Calflagin inhibition prolongs host survival and suppresses parasitemia in Trypanosoma brucei infection

Emmer, B. T.; Daniels, M. D.; Taylor, J. M.; Epting, C. L.; Engman, D. M.

Eukaryot Cell. 2010 Apr 27; 9(6):934-42

Abstract

African trypanosomes express a family of dually acylated, EF-hand calcium-binding proteins called the calflagins. These proteins associate with lipid raft microdomains in the flagellar membrane, where they putatively function as calcium signaling proteins. Here we show that these proteins bind calcium with high affinity and that their expression is regulated during the life cycle stage of the parasite, with protein levels approximately 10-fold higher in the mammalian bloodstream form than in the insect vector procyclic stage.
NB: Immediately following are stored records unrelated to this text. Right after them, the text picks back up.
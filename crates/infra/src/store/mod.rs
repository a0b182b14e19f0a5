//! Storage boundary for the scoped-authorization graph.
//!
//! The services assume the store can perform atomic multi-row writes and
//! enforce unique constraints; this module defines that contract without making
//! any assumption about the engine behind it.

pub mod in_memory;
pub mod postgres;
pub mod r#trait;

pub use in_memory::InMemoryStore;
pub use postgres::PostgresStore;
pub use r#trait::{
    AccessStore, CatalogStore, DirectoryStore, GeographyStore, StoreError, StoreResult, constraints,
};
We also demonstrate a role for the calflagins in mammalian infection, as inhibition of the entire calflagin family by RNA interference dramatically increased host survival and attenuated parasitemia in a mouse model of sleeping sickness. In contrast to infection with parental wild-type parasites, which demonstrated an unremitting parasitemia and death within 6 to 10 days, infection with calflagin-depleted parasites demonstrated prolonged survival associated with a sudden decrease in parasitemia at approximately 8 days postinfection. Subsequent relapsing and remitting waves of parasitemia thereafter were associated with alternate expression of the variant surface glycoprotein, suggesting that initial clearance was antigen specific. Interestingly, despite the notable in vivo phenotype and flagellar localization of the calflagins, in vitro analysis of the calflagin-deficient parasites demonstrated normal proliferation, flagellar motility, and morphology. Further analysis of the kinetics of surface antibody clearance also did not demonstrate a deficit in the calflagin-deficient parasites; thus, the molecular basis for the altered course of infection is independent of an effect on parasite cell cycle progression, motility, or degradation of surface-bound antibodies.